= Instructions to follow =
Once you reach the line containing "let now = OffsetDateTime::now_utc();" in the entries below, write out that line and each one after it down to the line containing "let aging = certificate_valid_between(now", exactly and with nothing added.
═════ Input material
use reverse_proxy_acme::cert::{
    AcmeCertificateSource, CertCache, CertError, CertificateSource, StoredCertificate,
};
use reverse_proxy_acme::settings::AcmeSettings;
use reverse_proxy_acme::tls::SniAcceptor;
use std::sync::atomic::{AtomicUsize, Ordering};
use std::sync::Arc;
use std::time::Duration;
use async_trait::async_trait;
use rcgen::{Certificate, CertificateParams};
use time::OffsetDateTime;
use tokio::io::{AsyncReadExt, AsyncWriteExt};
use tokio::net::{TcpListener, TcpStream};
use tokio_rustls::rustls::{self, sign::CertifiedKey, ClientConfig, RootCertStore, ServerName};
use tokio_rustls::TlsConnector;

const DAY: Duration = Duration::from_secs(24 * 60 * 60);

/// 테스트용 자체 서명 인증서 (개인키 PEM, 인증서 PEM, 인증서 DER)
fn self_signed(domain: &str, not_after: Option<OffsetDateTime>) -> (String, String, Vec<u8>) {
    let mut params = CertificateParams::new(vec![domain.to_string()]);
    if let Some(not_after) = not_after {
        params.not_after = not_after;
    }
    let cert = Certificate::from_params(params).unwrap();
    (
        cert.serialize_private_key_pem(),
        cert.serialize_pem().unwrap(),
        cert.serialize_der().unwrap(),
    )
}

// 고정된 도메인 하나에만 인증서를 돌려주는 공급자
struct StaticSource {
    domain: String,
    certified_key: Arc<CertifiedKey>,
}

#[async_trait]
impl CertificateSource for StaticSource {
    fn is_allowed(&self, server_name: &str) -> bool {
        server_name == self.domain
    }

    async fn certificate_for(&self, server_name: &str) -> Result<Arc<CertifiedKey>, CertError> {
        if !self.is_allowed(server_name) {
            return Err(CertError::NotAllowed(server_name.to_string()));
        }
        Ok(self.certified_key.clone())
    }
}

fn client_config(root_der: Vec<u8>) -> Arc<ClientConfig> {
    let mut roots = RootCertStore::empty();
    roots.add(&rustls::Certificate(root_der)).unwrap();
    let mut config = ClientConfig::builder()
        .with_safe_defaults()
        .with_root_certificates(roots)
        .with_no_client_auth();
    config.alpn_protocols = vec![b"http/1.1".to_vec()];
    Arc::new(config)
}

/// acceptor로 연결 하나를 받아 결과를 돌려주는 서버를 띄웁니다.
async fn spawn_tls_server(
    acceptor: SniAcceptor,
) -> (std::net::SocketAddr, tokio::task::JoinHandle<Result<(), CertError>>) {
    let listener = TcpListener::bind("127.0.0.1:0").await.unwrap();
    let addr = listener.local_addr().unwrap();

    let handle = tokio::spawn(async move {
        let (stream, _) = listener.accept().await.unwrap();
        let mut tls = acceptor.accept(stream).await?;
        let mut buf = [0u8; 4];
        tls.read_exact(&mut buf).await.map_err(CertError::Handshake)?;
        tls.write_all(&buf).await.map_err(CertError::Handshake)?;
        tls.shutdown().await.map_err(CertError::Handshake)?;
        Ok(())
    });

    (addr, handle)
}

fn static_acceptor(domain: &str) -> (SniAcceptor, Vec<u8>) {
    let (key_pem, cert_pem, der) = self_signed(domain, None);
    let stored = StoredCertificate::from_pem(format!("{}{}", key_pem, cert_pem).as_bytes()).unwrap();
    let source = StaticSource {
        domain: domain.to_string(),
        certified_key: stored.certified_key,
    };
    (SniAcceptor::new(Arc::new(source)), der)
}

#[tokio::test]
async fn test_handshake_for_allowed_domain() {
    let (acceptor, der) = static_acceptor("www.example.com");
    let (addr, server) = spawn_tls_server(acceptor).await;

    let connector = TlsConnector::from(client_config(der));
    let stream = TcpStream::connect(addr).await.unwrap();
    let name = ServerName::try_from("www.example.com").unwrap();
    let mut tls = connector.connect(name, stream).await.unwrap();

    // ALPN은 http/1.1로 협상
    assert_eq!(tls.get_ref().1.alpn_protocol(), Some(&b"http/1.1"[..]));

    tls.write_all(b"ping").await.unwrap();
    let mut buf = [0u8; 4];
    tls.read_exact(&mut buf).await.unwrap();
    assert_eq!(&buf, b"ping");

    server.await.unwrap().unwrap();
}

#[tokio::test]
async fn test_handshake_rejected_for_unknown_domain() {
    let (acceptor, der) = static_acceptor("www.example.com");
    let (addr, server) = spawn_tls_server(acceptor).await;

    let connector = TlsConnector::from(client_config(der));
    let stream = TcpStream::connect(addr).await.unwrap();
    let name = ServerName::try_from("evil.example.com").unwrap();
    assert!(connector.connect(name, stream).await.is_err());

    match server.await.unwrap() {
        Err(CertError::NotAllowed(name)) => assert_eq!(name, "evil.example.com"),
        other => panic!("허용되지 않은 도메인 오류를 기대했지만: {:?}", other.map(|_| ())),
    }
}

#[tokio::test]
async fn test_handshake_without_sni_is_rejected() {
    let (acceptor, der) = static_acceptor("www.example.com");
    let (addr, server) = spawn_tls_server(acceptor).await;

    // IP 주소로 접속하면 클라이언트가 SNI를 보내지 않음
    let connector = TlsConnector::from(client_config(der));
    let stream = TcpStream::connect(addr).await.unwrap();
    let name = ServerName::IpAddress(addr.ip());
    assert!(connector.connect(name, stream).await.is_err());

    assert!(matches!(server.await.unwrap(), Err(CertError::MissingServerName)));
}

#[tokio::test]
async fn test_cache_store_and_load() {
    let dir = tempfile::tempdir().unwrap();
    let cache = CertCache::new(dir.path().join("certs"));

    assert!(cache.load("www.example.com").await.unwrap().is_none());

    let (key_pem, cert_pem, _) = self_signed("www.example.com", None);
    let stored = cache.store("www.example.com", &key_pem, &cert_pem).await.unwrap();
    assert!(!stored.is_expired());
    assert!(!stored.needs_renewal(30 * DAY));

    // 임시 파일 없이 도메인 이름 파일 하나만 남음
    let files: Vec<String> = std::fs::read_dir(cache.dir())
        .unwrap()
        .map(|entry| entry.unwrap().file_name().to_string_lossy().to_string())
        .collect();
    assert_eq!(files, vec!["www.example.com"]);

    let loaded = cache.load("www.example.com").await.unwrap().unwrap();
    assert_eq!(loaded.not_after, stored.not_after);
    assert_eq!(loaded.certified_key.cert, stored.certified_key.cert);
}

#[tokio::test]
async fn test_cache_rejects_invalid_entries() {
    let dir = tempfile::tempdir().unwrap();
    let cache = CertCache::new(dir.path());

    // 깨진 PEM은 저장하지 않음
    assert!(cache.store("www.example.com", "garbage", "garbage").await.is_err());
    assert!(cache.load("www.example.com").await.unwrap().is_none());

    // 경로를 벗어나는 키
    let (key_pem, cert_pem, _) = self_signed("www.example.com", None);
    assert!(cache.store("../escape", &key_pem, &cert_pem).await.is_err());

    // 디스크의 파일이 손상되었으면 오류
    std::fs::write(dir.path().join("api.example.com"), "not a pem").unwrap();
    assert!(cache.load("api.example.com").await.is_err());
}

#[tokio::test]
async fn test_renewal_window() {
    let soon = OffsetDateTime::now_utc() + time::Duration::days(10);
    let (key_pem, cert_pem, _) = self_signed("www.example.com", Some(soon));
    let stored = StoredCertificate::from_pem(format!("{}{}", key_pem, cert_pem).as_bytes()).unwrap();

    assert!(!stored.is_expired());
    assert!(stored.needs_renewal(30 * DAY));
    assert!(!stored.needs_renewal(5 * DAY));

    let past = OffsetDateTime::now_utc() - time::Duration::days(1);
    let (key_pem, cert_pem, _) = self_signed("www.example.com", Some(past));
    let stored = StoredCertificate::from_pem(format!("{}{}", key_pem, cert_pem).as_bytes()).unwrap();
    assert!(stored.is_expired());
}

fn certificate_valid_between(not_before: OffsetDateTime, not_after: OffsetDateTime) -> StoredCertificate {
    let mut params = CertificateParams::new(vec!["www.example.com".to_string()]);
    params.not_before = not_before;
    params.not_after = not_after;
    let cert = Certificate::from_params(params).unwrap();
    let pem = format!("{}{}", cert.serialize_private_key_pem(), cert.serialize_pem().unwrap());
    StoredCertificate::from_pem(pem.as_bytes()).unwrap()
}

#[tokio::test]
async fn test_renewal_window_is_capped_by_lifetime() {
    let now = OffsetDateTime::now_utc();

    // 유효 기간 10일짜리 인증서에 30일 구간을 그대로 쓰면 발급 직후에도 갱신 대상이 됨
    let fresh = certificate_valid_between(now - time::Duration::days(1), now + time::Duration::days(9));
    assert_eq!(fresh.renewal_window(30 * DAY), Duration::from_secs(10 * DAY.as_secs() / 3));
    assert!(!fresh.needs_renewal(30 * DAY));
    // 구간이 유효 기간의 1/3보다 짧으면 그대로 사용
    assert_eq!(fresh.renewal_window(DAY), DAY);

    // 유효 기간의 마지막 1/3에 들어오면 갱신
    let aging = certificate_valid_between(now - time::Duration::days(8), now + time::Duration::days(2));
    assert!(aging.needs_renewal(30 * DAY));
}

fn acme_settings(cache_dir: &std::path::Path) -> AcmeSettings {
    AcmeSettings {
        cache_dir: cache_dir.to_path_buf(),
        directory_url: "https://127.0.0.1:9/directory".to_string(),
        contact_email: None,
        renew_before_days: 30,
        issuance_timeout: Duration::from_secs(1),
    }
}

/// 연결을 받기만 하고 아무 응답도 하지 않는 CA. 받은 연결 수를 셉니다.
async fn spawn_stalled_ca() -> (String, Arc<AtomicUsize>) {
    let listener = TcpListener::bind("127.0.0.1:0").await.unwrap();
    let addr = listener.local_addr().unwrap();
    let connections = Arc::new(AtomicUsize::new(0));

    let counter = connections.clone();
    tokio::spawn(async move {
        let mut held = Vec::new();
        while let Ok((stream, _)) = listener.accept().await {
            counter.fetch_add(1, Ordering::SeqCst);
            held.push(stream);
        }
    });

    (format!("https://{}/directory", addr), connections)
}

#[tokio::test]
async fn test_acme_source_rejects_unlisted_domains() {
    let dir = tempfile::tempdir().unwrap();
    let source = AcmeCertificateSource::new(
        &acme_settings(dir.path()),
        &["www.example.com".to_string()],
    );

    assert!(source.is_allowed("www.example.com"));
    assert!(!source.is_allowed("api.example.com"));
    assert!(matches!(
        source.certificate_for("api.example.com").await,
        Err(CertError::NotAllowed(_))
    ));
}

#[tokio::test]
async fn test_acme_source_serves_cached_certificate() {
    let dir = tempfile::tempdir().unwrap();
    let (key_pem, cert_pem, _) = self_signed("www.example.com", None);
    CertCache::new(dir.path())
        .store("www.example.com", &key_pem, &cert_pem)
        .await
        .unwrap();

    let source = AcmeCertificateSource::new(
        &acme_settings(dir.path()),
        &["www.example.com".to_string()],
    );

    let first = source.certificate_for("www.example.com").await.unwrap();
    let second = source.certificate_for("www.example.com").await.unwrap();
    assert_eq!(first.cert, second.cert);
}

#[tokio::test]
async fn test_stalled_ca_times_out_and_backs_off() {
    let dir = tempfile::tempdir().unwrap();
    let (directory_url, connections) = spawn_stalled_ca().await;
    let settings = AcmeSettings {
        directory_url,
        ..acme_settings(dir.path())
    };
    let source = AcmeCertificateSource::new(&settings, &["www.example.com".to_string()]);

    let result = tokio::time::timeout(
        Duration::from_secs(10),
        source.certificate_for("www.example.com"),
    )
    .await
    .expect("응답 없는 CA를 발급 시간 제한으로 끊어야 함");

    match result {
        Err(CertError::Acme { domain, reason }) => {
            assert_eq!(domain, "www.example.com");
            assert!(reason.starts_with("timeout"), "{}", reason);
        }
        other => panic!("발급 시간 초과 오류를 기대했지만: {:?}", other.map(|_| ())),
    }

    // 시간 초과도 실패로 기록되어 백오프 동안 CA에 다시 연결하지 않음
    assert!(matches!(
        source.certificate_for("www.example.com").await,
        Err(CertError::Backoff { .. })
    ));
    assert_eq!(connections.load(Ordering::SeqCst), 1);
}

#[tokio::test]
async fn test_concurrent_handshakes_share_one_issuance() {
    let dir = tempfile::tempdir().unwrap();
    let (directory_url, connections) = spawn_stalled_ca().await;
    let settings = AcmeSettings {
        directory_url,
        issuance_timeout: Duration::from_secs(2),
        ..acme_settings(dir.path())
    };
    let source = AcmeCertificateSource::new(&settings, &["www.example.com".to_string()]);

    let handshakes: Vec<_> = (0..2)
        .map(|_| {
            let source = source.clone();
            tokio::spawn(async move { source.certificate_for("www.example.com").await.map(|_| ()) })
        })
        .collect();

    let mut errors = Vec::new();
    for handshake in handshakes {
        let result = tokio::time::timeout(Duration::from_secs(15), handshake)
            .await
            .expect("발급 대기가 끝나야 함")
            .unwrap();
        errors.push(result.unwrap_err());
    }

    // 발급은 한 번만 시도되고 기다리던 쪽은 그 실패의 백오프를 받음
    assert_eq!(connections.load(Ordering::SeqCst), 1);
    assert_eq!(errors.iter().filter(|e| matches!(e, CertError::Acme { .. })).count(), 1);
    assert_eq!(errors.iter().filter(|e| matches!(e, CertError::Backoff { .. })).count(), 1);
}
══════════
= Response area =
    let now = OffsetDateTime::now_utc();

    // 유효 기간 10일짜리 인증서에 30일 구간을 그대로 쓰면 발급 직후에도 갱신 대상이 됨
    let fresh = certificate_valid_between(now - time::Duration::days(1), now + time::Duration::days(9));
    assert_eq!(fresh.renewal_window(30 * DAY), Duration::from_secs(10 * DAY.as_secs() / 3));
    assert!(!fresh.needs_renewal(30 * DAY));
    // 구간이 유효 기간의 1/3보다 짧으면 그대로 사용
    assert_eq!(fresh.renewal_window(DAY), DAY);

    // 유효 기간의 마지막 1/3에 들어오면 갱신
    let aging = certificate_valid_between(now - time::Duration::days(8), now + time::Duration::days(2));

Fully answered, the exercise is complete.